Magnetic susceptibility and the structure of Tri-coordinated copper(II) Complexes

Abstract

The magnetic susceptibilities of 2-hydroxynaphthaldehyde-(1)-[2-hydroxyanil] Cu(II), 5-nitrosalicylalanthranilic acid Cu(II), 5-bromosalicylalanthranilic acid Cu(II), 2-hydroxyformazylbenzene Cu(II), and 2-oarboxyformazylbenzene Cu(II), as well as their monopyridino-compounds, have been measured by the Gouy method at 25 °C. From the data of magnetic susceptibility, the effective magnetic moments were calculated per one copper atom in these chelates. Some of the pyridine-free complexes show magnetic moments that are smaller than the theoretical moment, 1.73 B.M., for one odd electron, while others have normal magnetic moments. Taking into account four other tri-coordinated copper chelates reported in a preceding paper, two alternative suggestions were made as follows. First, the subnormal moments resulting from the close distance of approach of two copper atoms in dimer molecules can be correlated with the planar configuration of chelate rings involving a copper atom.
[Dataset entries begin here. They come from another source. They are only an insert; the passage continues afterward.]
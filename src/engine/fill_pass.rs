//! Fill assignment pass.
//!
//! Assigns every non-anchor day after the anchor pass has completed,
//! consulting the partially-built schedule for both the previous and the
//! following day. Adjacency is a hard constraint with a single documented
//! relaxation; repeating the most recently elapsed weekend is a soft
//! constraint that never empties the candidate pool.

use chrono::{Days, NaiveDate};
use rand::Rng;
use rand::seq::SliceRandom;

use crate::models::{Assignment, Person, Schedule};

use super::fairness::FairnessTracker;
use super::weekend::{in_weekend_window, is_anchor_day, worked_last_weekend};

/// Assigns all remaining (non-anchor) days, in ascending date order.
///
/// For each day:
///
/// 1. Candidates are all people not blocked on the day.
/// 2. Whoever holds the immediately preceding day and whoever holds the
///    immediately following day are removed. If that empties the pool, the
///    preceding-day person is re-admitted while the following-day person
///    stays excluded (the following day may hold a not-yet-surrounded
///    anchor result, and conflicting with a finalized day is worse). If
///    the pool is still empty the day is recorded unassigned.
/// 3. Inside a Friday/Saturday/Sunday window, candidates who worked any
///    day of the most recently fully elapsed weekend are removed, but only
///    if at least one candidate remains (soft constraint).
/// 4. Remaining candidates are shuffled, then stably sorted by ascending
///    total-day count; the first is assigned and their total advances.
pub fn assign_fill_days<R: Rng + ?Sized>(
    days: &[NaiveDate],
    people: &[Person],
    schedule: &mut Schedule,
    tracker: &mut FairnessTracker,
    rng: &mut R,
) {
    for &day in days.iter().filter(|&&day| !is_anchor_day(day)) {
        let eligible: Vec<&Person> = people
            .iter()
            .filter(|person| person.is_available(day))
            .collect();

        let Some(mut candidates) = apply_adjacency(&eligible, schedule, day) else {
            schedule.set(day, Assignment::Unassigned);
            continue;
        };

        if in_weekend_window(day) {
            let rested: Vec<&Person> = candidates
                .iter()
                .copied()
                .filter(|person| !worked_last_weekend(schedule, &person.id, day))
                .collect();
            if !rested.is_empty() {
                candidates = rested;
            }
        }

        candidates.shuffle(rng);
        candidates.sort_by_key(|person| tracker.total_days(&person.id));

        let chosen = candidates[0];
        tracker.record_day(&chosen.id);
        schedule.set(day, Assignment::Person(chosen.id.clone()));
    }
}

/// Applies the hard adjacency constraint with its single relaxation.
///
/// Returns `None` when no candidate survives even after re-admitting the
/// preceding-day person.
fn apply_adjacency<'a>(
    eligible: &[&'a Person],
    schedule: &Schedule,
    day: NaiveDate,
) -> Option<Vec<&'a Person>> {
    let previous = day
        .pred_opt()
        .and_then(|d| schedule.assigned_person(d).map(str::to_string));
    let following = day
        .checked_add_days(Days::new(1))
        .and_then(|d| schedule.assigned_person(d).map(str::to_string));

    let strict: Vec<&Person> = eligible
        .iter()
        .copied()
        .filter(|person| {
            Some(person.id.as_str()) != previous.as_deref()
                && Some(person.id.as_str()) != following.as_deref()
        })
        .collect();
    if !strict.is_empty() {
        return Some(strict);
    }

    // Relaxation: re-admit the preceding-day person, keep excluding the
    // following-day person.
    let relaxed: Vec<&Person> = eligible
        .iter()
        .copied()
        .filter(|person| Some(person.id.as_str()) != following.as_deref())
        .collect();
    if relaxed.is_empty() { None } else { Some(relaxed) }
}
//! Person model.
//!
//! This module defines the [`Person`] struct representing a roster member
//! with the set of calendar days on which they cannot be assigned.

use std::collections::BTreeSet;

use chrono::NaiveDate;
use serde::{Deserialize, Serialize};

/// Represents a roster member subject to assignment.
///
/// The blocked-dates set is read-only input to the engine: it is edited by
/// the roster-editing collaborator, never by the assignment passes.
///
/// # Example
///
/// ```
/// use stable_scheduler::models::Person;
/// use chrono::NaiveDate;
///
/// let saturday = NaiveDate::from_ymd_opt(2024, 3, 2).unwrap();
/// let person = Person {
///     id: "alice".to_string(),
///     name: "Alice".to_string(),
///     blocked_dates: [saturday].into_iter().collect(),
/// };
/// assert!(!person.is_available(saturday));
/// assert!(person.is_available(saturday.succ_opt().unwrap()));
/// ```
#[derive(Debug, Clone, PartialEq, Eq, Serialize, Deserialize)]
pub struct Person {
    /// Unique identifier for the person.
    pub id: String,
    /// Display name used in event text.
    pub name: String,
    /// Calendar days on which this person cannot be assigned.
    #[serde(default)]
    pub blocked_dates: BTreeSet<NaiveDate>,
}

impl Person {
    /// Returns true if this person can be assigned on the given day.
    pub fn is_available(&self, day: NaiveDate) -> bool {
        !self.blocked_dates.contains(&day)
    }
}

#[cfg(test)]
mod tests {
    use super::*;

    fn date(s: &str) -> NaiveDate {
        NaiveDate::parse_from_str(s, "%Y-%m-%d").unwrap()
    }

    fn person_with_block(day: &str) -> Person {
        Person {
            id: "p1".to_string(),
            name: "Person One".to_string(),
            blocked_dates: [date(day)].into_iter().collect(),
        }
    }

    #[test]
    fn test_available_on_unblocked_day() {
        let person = person_with_block("2024-03-02");
        assert!(person.is_available(date("2024-03-03")));
    }

    #[test]
    fn test_unavailable_on_blocked_day() {
        let person = person_with_block("2024-03-02");
        assert!(!person.is_available(date("2024-03-02")));
    }

    #[test]
    fn test_empty_blocked_set_is_always_available() {
        let person = Person {
            id: "p1".to_string(),
            name: "Person One".to_string(),
            blocked_dates: BTreeSet::new(),
        };
        assert!(person.is_available(date("2024-02-29")));
    }

    #[test]
    fn test_blocked_dates_default_when_absent_from_json() {
        let json = r#"{"id": "p1", "name": "Person One"}"#;
        let person: Person = serde_json::from_str(json).unwrap();
        assert!(person.blocked_dates.is_empty());
    }

    #[test]
    fn test_person_serialization_round_trip() {
        let person = person_with_block("2024-03-02");
        let json = serde_json::to_string(&person).unwrap();
        let deserialized: Person = serde_json::from_str(&json).unwrap();
        assert_eq!(person, deserialized);
    }
}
On the other hand, when a three-dimensional ring exists, the approach of two copper atoms to such a small distance as to cause an appreciable exchange effect is hindered by steric effects, resulting in the normal magnetic moment for this type of tri-coordinated complexes. Secondly, those pyridine-free tri-coordinated copper complexes showing normal moments have a carbonyl group, the oxygen atom of which may take part in the coordination about a copper atom.